Exactly as written, output each of the entries below.

◆ ◆ ◆

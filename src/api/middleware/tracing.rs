//! HTTP request/response tracing middleware.

use tower_http::LatencyUnit;
use tower_http::trace::{DefaultMakeSpan, DefaultOnResponse, TraceLayer};
use tracing::Level;

/// Creates a tracing middleware for HTTP requests.
///
/// Opens an `INFO` span per request carrying method, URI, and HTTP version,
/// and logs the status code and latency (milliseconds) on response.
///
/// # Example Logs
///
/// ```text
/// INFO request{method=POST uri=/v0/redirect version=HTTP/1.1}: Processing request
/// INFO request{method=POST uri=/v0/redirect version=HTTP/1.1}: Response 201 Created in 4ms
/// ```
pub fn layer()
-> TraceLayer<tower_http::classify::SharedClassifier<tower_http::classify::ServerErrorsAsFailures>>
{
    TraceLayer::new_for_http()
        .make_span_with(DefaultMakeSpan::new().level(Level::INFO))
        .on_response(
            DefaultOnResponse::new()
                .level(Level::INFO)
                .latency_unit(LatencyUnit::Millis),
        )
}
//! Rate limiting middleware using token bucket algorithm.

use axum::body::Body;
use governor::clock::QuantaInstant;
use governor::middleware::NoOpMiddleware;
use std::sync::Arc;
use tower_governor::{
    GovernorLayer,
    governor::GovernorConfigBuilder,
    key_extractor::{PeerIpKeyExtractor, SmartIpKeyExtractor},
};

/// Public endpoint limits: 2 requests per second, burst of 100.
const PUBLIC_PER_SECOND: u64 = 2;
const PUBLIC_BURST: u32 = 100;

/// Authenticated endpoint limits: 1 request per second, burst of 10.
const SECURE_PER_SECOND: u64 = 1;
const SECURE_BURST: u32 = 10;

/// Rate limiter for public endpoints, keyed by socket peer address.
///
/// Requests exceeding the limit receive `429 Too Many Requests`.
pub fn layer() -> GovernorLayer<PeerIpKeyExtractor, NoOpMiddleware<QuantaInstant>, Body> {
    let governor_conf = Arc::new(
        GovernorConfigBuilder::default()
            .per_second(PUBLIC_PER_SECOND)
            .burst_size(PUBLIC_BURST)
            .finish()
            .unwrap(),
    );

    GovernorLayer::new(governor_conf)
}

/// Public-endpoint limiter for proxied deployments.
///
/// Keys on the client IP taken from `X-Forwarded-For` / `X-Real-IP` /
/// `Forwarded` headers. Use only behind a trusted reverse proxy; anywhere
/// else the headers are client-controlled.
pub fn proxied_layer() -> GovernorLayer<SmartIpKeyExtractor, NoOpMiddleware<QuantaInstant>, Body> {
    let governor_conf = Arc::new(
        GovernorConfigBuilder::default()
            .per_second(PUBLIC_PER_SECOND)
            .burst_size(PUBLIC_BURST)
            .key_extractor(SmartIpKeyExtractor)
            .finish()
            .unwrap(),
    );

    GovernorLayer::new(governor_conf)
}

/// Stricter rate limiter for authenticated endpoints.
pub fn secure_layer() -> GovernorLayer<PeerIpKeyExtractor, NoOpMiddleware<QuantaInstant>, Body> {
    let governor_conf = Arc::new(
        GovernorConfigBuilder::default()
            .per_second(SECURE_PER_SECOND)
            .burst_size(SECURE_BURST)
            .finish()
            .unwrap(),
    );

    GovernorLayer::new(governor_conf)
}

/// Authenticated-endpoint limiter for proxied deployments.
pub fn proxied_secure_layer()
-> GovernorLayer<SmartIpKeyExtractor, NoOpMiddleware<QuantaInstant>, Body> {
    let governor_conf = Arc::new(
        GovernorConfigBuilder::default()
            .per_second(SECURE_PER_SECOND)
            .burst_size(SECURE_BURST)
            .key_extractor(SmartIpKeyExtractor)
            .finish()
            .unwrap(),
    );

    GovernorLayer::new(governor_conf)
}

◆ ◆ ◆

** Solution to the exercise **
filename src/api/middleware/tracing.rs
//! HTTP request/response tracing middleware.

use tower_http::LatencyUnit;
use tower_http::trace::{DefaultMakeSpan, DefaultOnResponse, TraceLayer};
use tracing::Level;

/// Creates a tracing middleware for HTTP requests.
///
/// Opens an `INFO` span per request carrying method, URI, and HTTP version,
/// and logs the status code and latency (milliseconds) on response.
///
/// # Example Logs
///
/// ```text
/// INFO request{method=POST uri=/v0/redirect version=HTTP/1.1}: Processing request
/// INFO request{method=POST uri=/v0/redirect version=HTTP/1.1}: Response 201 Created in 4ms
/// ```
pub fn layer()
-> TraceLayer<tower_http::classify::SharedClassifier<tower_http::classify::ServerErrorsAsFailures>>
{
    TraceLayer::new_for_http()
        .make_span_with(DefaultMakeSpan::new().level(Level::INFO))
        .on_response(
            DefaultOnResponse::new()
                .level(Level::INFO)
                .latency_unit(LatencyUnit::Millis),
        )
}
//! Rate limiting middleware using token bucket algorithm.

use axum::body::Body;
use governor::clock::QuantaInstant;
use governor::middleware::NoOpMiddleware;
use std::sync::Arc;
use tower_governor::{
    GovernorLayer,
    governor::GovernorConfigBuilder,
    key_extractor::{PeerIpKeyExtractor, SmartIpKeyExtractor},
};

/// Public endpoint limits: 2 requests per second, burst of 100.
const PUBLIC_PER_SECOND: u64 = 2;
const PUBLIC_BURST: u32 = 100;

/// Authenticated endpoint limits: 1 request per second, burst of 10.
const SECURE_PER_SECOND: u64 = 1;
const SECURE_BURST: u32 = 10;

/// Rate limiter for public endpoints, keyed by socket peer address.
///
/// Requests exceeding the limit receive `429 Too Many Requests`.
pub fn layer() -> GovernorLayer<PeerIpKeyExtractor, NoOpMiddleware<QuantaInstant>, Body> {
    let governor_conf = Arc::new(
        GovernorConfigBuilder::default()
            .per_second(PUBLIC_PER_SECOND)
            .burst_size(PUBLIC_BURST)
            .finish()
            .unwrap(),
    );

    GovernorLayer::new(governor_conf)
}

/// Public-endpoint limiter for proxied deployments.
///
/// Keys on the client IP taken from `X-Forwarded-For` / `X-Real-IP` /
/// `Forwarded` headers. Use only behind a trusted reverse proxy; anywhere
/// else the headers are client-controlled.
pub fn proxied_layer() -> GovernorLayer<SmartIpKeyExtractor, NoOpMiddleware<QuantaInstant>, Body> {
    let governor_conf = Arc::new(
        GovernorConfigBuilder::default()
            .per_second(PUBLIC_PER_SECOND)
            .burst_size(PUBLIC_BURST)
            .key_extractor(SmartIpKeyExtractor)
            .finish()
            .unwrap(),
    );

    GovernorLayer::new(governor_conf)
}

/// Stricter rate limiter for authenticated endpoints.
pub fn secure_layer() -> GovernorLayer<PeerIpKeyExtractor, NoOpMiddleware<QuantaInstant>, Body> {
    let governor_conf = Arc::new(
        GovernorConfigBuilder::default()
            .per_second(SECURE_PER_SECOND)
            .burst_size(SECURE_BURST)
            .finish()
            .unwrap(),
    );

    GovernorLayer::new(governor_conf)
}

/// Authenticated-endpoint limiter for proxied deployments.
pub fn proxied_secure_layer()
-> GovernorLayer<SmartIpKeyExtractor, NoOpMiddleware<QuantaInstant>, Body> {
    let governor_conf = Arc::new(
        GovernorConfigBuilder::default()
            .per_second(SECURE_PER_SECOND)
            .burst_size(SECURE_BURST)
            .key_extractor(SmartIpKeyExtractor)
            .finish()
            .unwrap(),
    );

    GovernorLayer::new(governor_conf)
}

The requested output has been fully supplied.